Where can I find Single Cell Data with Location "Coordinates"?

Question

Does single cell data typically have the following meta-data: the "coordinates" (e.g. on a tissue, adjacent tissues) saying where each cell in the sample was located relative to other cells? If not, is it possible to reconstruct this with other meta-data on the cells?

With the ultimate goal of working hands on with such location-tagged data, I am hoping for suggestions on the correct terms to search for, and even references to previous studies and/or easy to use public datasets.

For visual reference of the idea I have in mind, consider this picture:

I expect expression of any given gene in the skin cells in Condition 1 to be very different according to the location of the cell. For condition 2, I wouldn't expect the expression of a gene in the skin cells to be overly different, if at all. I want to see if I can formalize this idea using data mining techniques that were created for other purposes, but first I need the proper data.

edit: Here is an example of the format I eventually hope to work with.

Fake table 1: Each row represents measurements taken for a unique cell, while the last three columns have coordinates for its location. \begin{array}{r|lllllllll} \hline cell & phenotype1 & phenotype2 & \dots & gene1.expr & gene2.expr & \dots & x.loc.coord & y.loc.coord & z.loc.coord \\ \hline 1 & 0.69 & 1.34 & \dots & 1.91 & 0.21 & \dots & 1.12 & 0.05 & 1.09 \\ 2 & 0.34 & 0.92 & \dots & 1.74 & 2.03 & \dots & 0.57 & 0.46 & 0.24 \\ \vdots & \vdots & \vdots & \vdots & \vdots & \vdots & \vdots & \vdots & \vdots & \vdots \\ n & 1.97 & 1.3 & 0.96 & 0.19 & 0.66 & \dots & 0.25 & 0.02 & 1.27 \\ \hline \end{array}

Alternatively, if the (x,y,z) coordinates of Fake Table 1 are unavailable or not reconstructable, are there datasets which help us construct an adjacency list of cell pairs according to their location, such as Fake Table 2?

Fake Table 2: An adjacency table with pairs of cells which were next to each other when the measurement was taken. \begin{array}{r|cc} \hline pair & cell1 & cell2 \\ \hline 1 & 1 & 2 \\ 2 & 1 & 3 \\ 3 & 1 & 4 \\ 4 & 2 & 3 \\ 5 & 2 & 4 \\ \vdots & \vdots & \vdots \\ m-1 & n & n-2 \\ m & n & n-1 \\ \hline \end{array}

I come from a statistics background with a basic understanding of this type of data from talks I've attended, but not hands on experience. I mostly just want to explore this type of data to inform my future work. I am open to any type of scRNA-seq data with cell location "coordinates," if that's the correct thing to ask.

Answer 1

Does single cell data typically have the following meta-data: the "coordinates" (e.g. on a tissue, adjacent tissues) saying where each cell in the sample was located relative to other cells?

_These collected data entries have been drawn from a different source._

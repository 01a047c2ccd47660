//! Configuration structures for the receipt pipeline.

use std::path::PathBuf;

use rust_decimal::Decimal;
use serde::{Deserialize, Serialize};

use crate::error::SetupError;

/// Main configuration for the paragon pipeline.
///
/// Built once at startup and passed by reference into each component.
/// Credentials are deliberately not part of this file; see [`Credentials`].
#[derive(Debug, Clone, Serialize, Deserialize)]
#[serde(default)]
pub struct PipelineConfig {
    /// Source/archive folder configuration.
    pub storage: StorageConfig,

    /// OCR service configuration.
    pub ocr: OcrConfig,

    /// Language-model service configuration.
    pub llm: LlmConfig,

    /// Spreadsheet destination configuration.
    pub sheets: SheetsConfig,

    /// Category vocabulary configuration.
    pub categories: CategoryConfig,

    /// Tax computation configuration.
    pub tax: TaxConfig,
}

impl Default for PipelineConfig {
    fn default() -> Self {
        Self {
            storage: StorageConfig::default(),
            ocr: OcrConfig::default(),
            llm: LlmConfig::default(),
            sheets: SheetsConfig::default(),
            categories: CategoryConfig::default(),
            tax: TaxConfig::default(),
        }
    }
}

/// Watched-folder layout.
///
/// Processed files are moved into `archive_subdir`; files that fail OCR or
/// parsing are moved into `error_subdir`. Files that fail at the spreadsheet
/// or archive stage stay in the source folder and are retried on the next
/// run, so duplicate spreadsheet rows are possible after a partial failure.
#[derive(Debug, Clone, Serialize, Deserialize)]
#[serde(default)]
pub struct StorageConfig {
    /// Folder watched for new receipt files.
    pub source_dir: PathBuf,

    /// Subfolder of `source_dir` that processed files are moved into.
    pub archive_subdir: String,

    /// Subfolder of `source_dir` that unprocessable files are moved into.
    pub error_subdir: String,

    /// Run-log file name inside `source_dir`, excluded from listings.
    pub log_file: String,
}

impl Default for StorageConfig {
    fn default() -> Self {
        Self {
            source_dir: PathBuf::from("receipts"),
            archive_subdir: "archive".to_string(),
            error_subdir: "errors".to_string(),
            log_file: "run_log.txt".to_string(),
        }
    }
}

/// Document-OCR service configuration.
#[derive(Debug, Clone, Serialize, Deserialize)]
#[serde(default)]
pub struct OcrConfig {
    /// Service endpoint, e.g. `https://my-resource.cognitiveservices.azure.com`.
    pub endpoint: String,

    /// API version query parameter.
    pub api_version: String,

    /// HTTP timeout per request, in seconds.
    pub timeout_secs: u64,

    /// Seconds between polls of the analyze operation.
    pub poll_interval_secs: u64,

    /// Maximum number of polls before giving up.
    pub poll_attempts: u32,

    /// Use embedded PDF text instead of OCR when a PDF has enough of it.
    pub prefer_embedded_text: bool,

    /// Minimum embedded text length to consider a PDF text-based.
    pub min_text_length: usize,
}

impl Default for OcrConfig {
    fn default() -> Self {
        Self {
            endpoint: String::new(),
            api_version: "2024-11-30".to_string(),
            timeout_secs: 120,
            poll_interval_secs: 2,
            poll_attempts: 60,
            prefer_embedded_text: true,
            min_text_length: 50,
        }
    }
}

/// Language-model service configuration.
#[derive(Debug, Clone, Serialize, Deserialize)]
#[serde(default)]
pub struct LlmConfig {
    /// Chat-completions endpoint base, e.g. `https://api.openai.com`.
    pub endpoint: String,

    /// Models to try, in order. The next one is attempted when a request or
    /// its response fails.
    pub models: Vec<String>,

    /// Sampling temperature.
    pub temperature: f32,

    /// Completion token budget.
    pub max_tokens: u32,

    /// HTTP timeout per request, in seconds.
    pub timeout_secs: u64,
}

impl Default for LlmConfig {
    fn default() -> Self {
        Self {
            endpoint: "https://api.openai.com".to_string(),
            models: vec!["gpt-4o".to_string(), "gpt-4o-mini".to_string()],
            temperature: 0.0,
            max_tokens: 1200,
            timeout_secs: 120,
        }
    }
}

/// Spreadsheet destination configuration.
#[derive(Debug, Clone, Serialize, Deserialize)]
#[serde(default)]
pub struct SheetsConfig {
    /// Target spreadsheet identifier.
    pub spreadsheet_id: String,

    /// A1 range receiving one summary row per receipt.
    pub summary_range: String,

    /// A1 range receiving one row per line item.
    pub items_range: String,

    /// HTTP timeout per request, in seconds.
    pub timeout_secs: u64,
}

impl Default for SheetsConfig {
    fn default() -> Self {
        Self {
            spreadsheet_id: String::new(),
            summary_range: "Summary!A:D".to_string(),
            items_range: "Items!A:H".to_string(),
            timeout_secs: 30,
        }
    }
}

/// Expense category vocabulary.
#[derive(Debug, Clone, Serialize, Deserialize)]
#[serde(default)]
pub struct CategoryConfig {
    /// Allowed categories, offered verbatim to the model.
    pub vocabulary: Vec<String>,

    /// Category assigned when the model returns one outside the vocabulary.
    /// Must itself be a member of the vocabulary.
    pub fallback: String,
}

impl Default for CategoryConfig {
    fn default() -> Self {
        Self {
            vocabulary: [
                "Groceries",
                "Dining Out",
                "Transportation",
                "Housing",
                "Utilities",
                "Health",
                "Entertainment",
                "Clothing",
                "Travel",
                "Gifts/Charity",
                "Other",
                "General Merchandise",
                "Auto repair",
            ]
            .into_iter()
            .map(String::from)
            .collect(),
            fallback: "Other".to_string(),
        }
    }
}

/// Sales-tax computation.
///
/// `price_with_tax = price * (1 + rate)` for taxable items, rounded half-up
/// to two decimal places. Non-taxable items pass through unchanged.
#[derive(Debug, Clone, Serialize, Deserialize)]
#[serde(default)]
pub struct TaxConfig {
    /// Applicable sales-tax rate as a fraction, e.g. 0.08 for 8%.
    pub rate: Decimal,
}

impl Default for TaxConfig {
    fn default() -> Self {
        Self {
            rate: Decimal::ZERO,
        }
    }
}

impl PipelineConfig {
    /// Load configuration from a JSON file.
    pub fn from_file(path: &std::path::Path) -> std::result::Result<Self, SetupError> {
        let content = std::fs::read_to_string(path).map_err(|e| SetupError::ConfigFile {
            path: path.to_path_buf(),
            reason: e.to_string(),
        })?;
        serde_json::from_str(&content).map_err(|e| SetupError::ConfigFile {
            path: path.to_path_buf(),
            reason: e.to_string(),
        })
    }

    /// Save configuration to a JSON file.
    pub fn save(&self, path: &std::path::Path) -> std::io::Result<()> {
        let content = serde_json::to_string_pretty(self)
            .map_err(|e| std::io::Error::new(std::io::ErrorKind::InvalidData, e.to_string()))?;
        std::fs::write(path, content)
    }

    /// Check that the configuration is complete enough to run the pipeline.
    pub fn validate(&self) -> std::result::Result<(), SetupError> {
        if self.ocr.endpoint.trim().is_empty() {
            return Err(SetupError::InvalidConfig(
                "ocr.endpoint is not set".to_string(),
            ));
        }
        if self.llm.models.is_empty() {
            return Err(SetupError::InvalidConfig(
                "llm.models must list at least one model".to_string(),
            ));
        }
        if self.sheets.spreadsheet_id.trim().is_empty() {
            return Err(SetupError::InvalidConfig(
                "sheets.spreadsheet_id is not set".to_string(),
            ));
        }
        if self.categories.vocabulary.is_empty() {
            return Err(SetupError::InvalidConfig(
                "categories.vocabulary must not be empty".to_string(),
            ));
        }
        if !self
            .categories
            .vocabulary
            .iter()
            .any(|c| c == &self.categories.fallback)
        {
            return Err(SetupError::InvalidConfig(format!(
                "categories.fallback {:?} is not in the vocabulary",
                self.categories.fallback
            )));
        }
        if self.tax.rate < Decimal::ZERO || self.tax.rate >= Decimal::ONE {
            return Err(SetupError::InvalidConfig(format!(
                "tax.rate {} is outside [0, 1)",
                self.tax.rate
            )));
        }
        Ok(())
    }
}

/// Per-service credentials, read from the environment at startup.
///
/// A `.env` file in the working directory is honored when the caller loads
/// it before constructing this (the CLI does).
#[derive(Clone)]
pub struct Credentials {
    /// OCR service subscription key.
    pub ocr_key: String,

    /// Language-model service API key.
    pub llm_key: String,

    /// Spreadsheet service OAuth bearer token.
    pub sheets_token: String,
}

/// Environment variable holding the OCR subscription key.
pub const OCR_KEY_VAR: &str = "PARAGON_OCR_KEY";
/// Environment variable holding the language-model API key.
pub const LLM_KEY_VAR: &str = "OPENAI_API_KEY";
/// Environment variable holding the spreadsheet bearer token.
pub const SHEETS_TOKEN_VAR: &str = "PARAGON_SHEETS_TOKEN";

impl Credentials {
    /// Read all credentials, failing on the first one missing.
    pub fn from_env() -> std::result::Result<Self, SetupError> {
        Ok(Self {
            ocr_key: require(OCR_KEY_VAR)?,
            llm_key: require(LLM_KEY_VAR)?,
            sheets_token: require(SHEETS_TOKEN_VAR)?,
        })
    }
}

fn require(var: &'static str) -> std::result::Result<String, SetupError> {
    match std::env::var(var) {
        Ok(v) if !v.trim().is_empty() => Ok(v),
        _ => Err(SetupError::MissingCredential(var)),
    }
}

impl std::fmt::Debug for Credentials {
    fn fmt(&self, f: &mut std::fmt::Formatter<'_>) -> std::fmt::Result {
        f.debug_struct("Credentials")
            .field("ocr_key", &"<redacted>")
            .field("llm_key", &"<redacted>")
            .field("sheets_token", &"<redacted>")
            .finish()
    }
}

No. Typical scRNA-seq is just capturing random cells in a tube with no additional information. The technology you are looking for is spatial transcriptomics where you are measuring RNA levels at a particular location, but that is still not on the single-cell level.

If not, is it possible to reconstruct this with other meta-data on the cells?

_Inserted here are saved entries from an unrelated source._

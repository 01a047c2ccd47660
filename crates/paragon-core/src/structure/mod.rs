//! Structured parsing: OCR text to a validated [`Receipt`] via a language
//! model.

mod client;
mod prompt;
mod response;

pub use client::{ChatClient, MockChatClient, OpenAiClient};
pub use prompt::build_prompt;
pub use response::{RawItem, RawReceipt, into_receipt, parse_reply};

use rust_decimal::Decimal;
use tracing::{debug, warn};

use crate::error::ParseError;
use crate::models::config::{CategoryConfig, LlmConfig, PipelineConfig};
use crate::models::receipt::Receipt;

/// Result type for structuring operations.
pub type Result<T> = std::result::Result<T, ParseError>;

/// Turns raw OCR text into a schema-validated receipt.
pub trait RecordParser {
    /// Parse one receipt's text; `receipt_id` is carried into the record.
    fn parse(&self, receipt_id: &str, text: &str) -> Result<Receipt>;
}

/// Production parser: prompt a chat model, falling back through the
/// configured model list, then validate the reply strictly.
pub struct LlmParser {
    client: Box<dyn ChatClient>,
    models: Vec<String>,
    categories: CategoryConfig,
    tax_rate: Decimal,
}

impl LlmParser {
    /// Build a parser over any chat client.
    pub fn new(client: Box<dyn ChatClient>, config: &PipelineConfig) -> Self {
        Self::with_parts(client, &config.llm, &config.categories, config.tax.rate)
    }

    /// Build a parser from the individual config pieces.
    pub fn with_parts(
        client: Box<dyn ChatClient>,
        llm: &LlmConfig,
        categories: &CategoryConfig,
        tax_rate: Decimal,
    ) -> Self {
        Self {
            client,
            models: llm.models.clone(),
            categories: categories.clone(),
            tax_rate,
        }
    }

    fn try_model(&self, model: &str, prompt: &str, receipt_id: &str) -> Result<Receipt> {
        let reply = self.client.complete(model, prompt)?;
        let raw = response::parse_reply(&reply)?;
        response::into_receipt(raw, receipt_id, &self.categories, self.tax_rate)
    }
}

impl RecordParser for LlmParser {
    fn parse(&self, receipt_id: &str, text: &str) -> Result<Receipt> {
        let prompt = prompt::build_prompt(&self.categories.vocabulary, text);

        let mut last_error = None;
        for model in &self.models {
            match self.try_model(model, &prompt, receipt_id) {
                Ok(receipt) => {
                    debug!("parsed {} using {}", receipt_id, model);
                    return Ok(receipt);
                }
                Err(e) => {
                    warn!("model {} failed for {}: {}", model, receipt_id, e);
                    last_error = Some(e);
                }
            }
        }

        match last_error {
            Some(e) => Err(ParseError::AllModelsFailed(Box::new(e))),
            None => Err(ParseError::Malformed("no models configured".to_string())),
        }
    }
}

#[cfg(test)]
mod tests {
    use super::*;
    use chrono::NaiveDate;

    fn parser_with(client: MockChatClient) -> LlmParser {
        let config = PipelineConfig::default();
        LlmParser::new(Box::new(client), &config)
    }

    const GOOD_REPLY: &str = r#"{
        "Store name": "Target",
        "Purchase date": "2025-01-11",
        "Total amount": 3.99,
        "Tax total": 0,
        "Items": [{"Item": "Apples", "Category": "Groceries", "Price": 3.99, "Taxable": false}]
    }"#;

    #[test]
    fn parses_a_good_reply() {
        let parser = parser_with(MockChatClient::always(GOOD_REPLY));
        let receipt = parser.parse("r1.jpg", "Target receipt text").unwrap();
        assert_eq!(receipt.store, "Target");
        assert_eq!(receipt.date, NaiveDate::from_ymd_opt(2025, 1, 11).unwrap());
    }

    #[test]
    fn falls_back_to_the_next_model() {
        let parser = parser_with(MockChatClient::scripted(vec![
            ("gpt-4o".to_string(), Err("overloaded".to_string())),
            ("gpt-4o-mini".to_string(), Ok(GOOD_REPLY.to_string())),
        ]));
        let receipt = parser.parse("r1.jpg", "text").unwrap();
        assert_eq!(receipt.store, "Target");
    }

    #[test]
    fn all_models_failing_reports_the_last_error() {
        let parser = parser_with(MockChatClient::scripted(vec![
            ("gpt-4o".to_string(), Err("overloaded".to_string())),
            ("gpt-4o-mini".to_string(), Ok("no json here".to_string())),
        ]));
        let result = parser.parse("r1.jpg", "text");
        match result {
            Err(ParseError::AllModelsFailed(inner)) => {
                assert!(matches!(*inner, ParseError::NoJson));
            }
            other => panic!("expected AllModelsFailed, got {other:?}"),
        }
    }
}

There have been efforts to reconstruct spatial relationship. For example: Satija et al. 2015. There should be more recent approaches that I am not aware of.

Answer 2

Is any of this what you want?

https://support.10xgenomics.com/spatial-gene-expression/datasets

Answer 3

A good solution is to use Human papilloma virus (HPV) PCR (see below) or particularly RNA expression of protein E5, E6 and E7 of the viral genome in skin cells. High expression of E5, E6 or E7 would be diagnostic of skin cancer because of over deregulation of latency of the virus. This is because the viral control regions (L1/L2? - I forget) get disrupted mostly by genome integration leading to E5-E7 disrupting the human cell cycle control.

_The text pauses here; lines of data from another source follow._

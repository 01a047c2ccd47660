//! Config command - manage configuration.

use std::fs;
use std::path::{Path, PathBuf};

use clap::{Args, Subcommand};
use console::style;

use paragon_core::PipelineConfig;

use super::default_config_path;

/// Arguments for the config command.
#[derive(Args)]
pub struct ConfigArgs {
    #[command(subcommand)]
    command: ConfigCommand,
}

#[derive(Subcommand)]
enum ConfigCommand {
    /// Show current configuration
    Show,

    /// Initialize a new configuration file
    Init(InitArgs),

    /// Get a specific configuration value
    Get {
        /// Configuration key (e.g., "tax.rate")
        key: String,
    },

    /// Set a configuration value
    Set {
        /// Configuration key
        key: String,
        /// New value
        value: String,
    },

    /// Show configuration file path
    Path,
}

#[derive(Args)]
struct InitArgs {
    /// Output path for configuration file
    #[arg(short, long)]
    output: Option<PathBuf>,

    /// Overwrite existing file
    #[arg(long)]
    force: bool,
}

pub fn run(args: ConfigArgs, config_path: Option<&str>) -> anyhow::Result<()> {
    let path = config_path
        .map(PathBuf::from)
        .unwrap_or_else(default_config_path);

    match args.command {
        ConfigCommand::Show => show_config(&path),
        ConfigCommand::Init(init_args) => init_config(init_args, &path),
        ConfigCommand::Get { key } => get_config(&path, &key),
        ConfigCommand::Set { key, value } => set_config(&path, &key, &value),
        ConfigCommand::Path => show_path(&path),
    }
}

fn load_or_default(path: &Path) -> anyhow::Result<PipelineConfig> {
    if path.exists() {
        Ok(PipelineConfig::from_file(path)?)
    } else {
        Ok(PipelineConfig::default())
    }
}

fn show_config(path: &Path) -> anyhow::Result<()> {
    if !path.exists() {
        println!(
            "{} No config file found, showing defaults.",
            style("ℹ").blue()
        );
    }
    let config = load_or_default(path)?;
    println!("{}", serde_json::to_string_pretty(&config)?);
    Ok(())
}

fn init_config(args: InitArgs, default_path: &Path) -> anyhow::Result<()> {
    let output_path = args.output.unwrap_or_else(|| default_path.to_path_buf());

    if output_path.exists() && !args.force {
        anyhow::bail!(
            "Config file already exists at {}. Use --force to overwrite.",
            output_path.display()
        );
    }

    if let Some(parent) = output_path.parent() {
        fs::create_dir_all(parent)?;
    }

    let config = PipelineConfig::default();
    config.save(&output_path)?;

    println!(
        "{} Created configuration file at {}",
        style("✓").green(),
        output_path.display()
    );
    println!(
        "{} Fill in ocr.endpoint and sheets.spreadsheet_id before running.",
        style("ℹ").blue()
    );

    Ok(())
}

fn get_config(path: &Path, key: &str) -> anyhow::Result<()> {
    let config = load_or_default(path)?;
    let json = serde_json::to_value(&config)?;

    let mut current = &json;
    for part in key.split('.') {
        current = current
            .get(part)
            .ok_or_else(|| anyhow::anyhow!("Configuration key not found: {}", key))?;
    }

    println!("{}", serde_json::to_string_pretty(current)?);
    Ok(())
}

fn set_config(path: &Path, key: &str, value: &str) -> anyhow::Result<()> {
    let config = load_or_default(path)?;

    // Accept bare strings as well as JSON literals
    let parsed_value: serde_json::Value = serde_json::from_str(value)
        .unwrap_or_else(|_| serde_json::Value::String(value.to_string()));

    let mut json = serde_json::to_value(&config)?;

    let parts: Vec<&str> = key.split('.').collect();
    let mut current = &mut json;
    for (i, part) in parts.iter().enumerate() {
        if i == parts.len() - 1 {
            let Some(obj) = current.as_object_mut() else {
                anyhow::bail!("Cannot set value at non-object path");
            };
            obj.insert((*part).to_string(), parsed_value.clone());
        } else {
            current = current
                .get_mut(*part)
                .ok_or_else(|| anyhow::anyhow!("Configuration path not found: {}", key))?;
        }
    }

    let config: PipelineConfig = serde_json::from_value(json)
        .map_err(|e| anyhow::anyhow!("Invalid value for {}: {}", key, e))?;

    if let Some(parent) = path.parent() {
        fs::create_dir_all(parent)?;
    }
    config.save(path)?;

    println!(
        "{} Set {} = {}",
        style("✓").green(),
        key,
        serde_json::to_string(&parsed_value)?
    );

    Ok(())
}

fn show_path(path: &Path) -> anyhow::Result<()> {
    println!("Configuration file: {}", path.display());

    if path.exists() {
        println!("Status: {}", style("exists").green());
    } else {
        println!("Status: {}", style("not created").yellow());
        println!();
        println!("Run 'paragon config init' to create a configuration file.");
    }

    Ok(())
}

Over expression would be diagnositic because alot (most? all?) skin cancer is a result of HPV. HPV types 16 and 18 are the key, but most work done in this area focuses on cervical cancer because cervical HPV infection has a high mortality rate. I suspect skin cancer has a comparatively low mortality rate (but is of considerable imporant of course).

Alot of work has been done on the tandem arrays of HPV genomic insertion into the human geneome disrupting the regulatory genes leading to over production of E5-E7 and again is considered important in malignancy. However, its the protein expression of (E5), E6 and E7 that is critical. It is not clear whether human genome integration resulting in a viral tandem arrays that disrupt viral proteins L1/L2 will automatically trigger cancer, or whether it is merely a high risk factor (i.e. tandem array human genome insertions could still remain benign).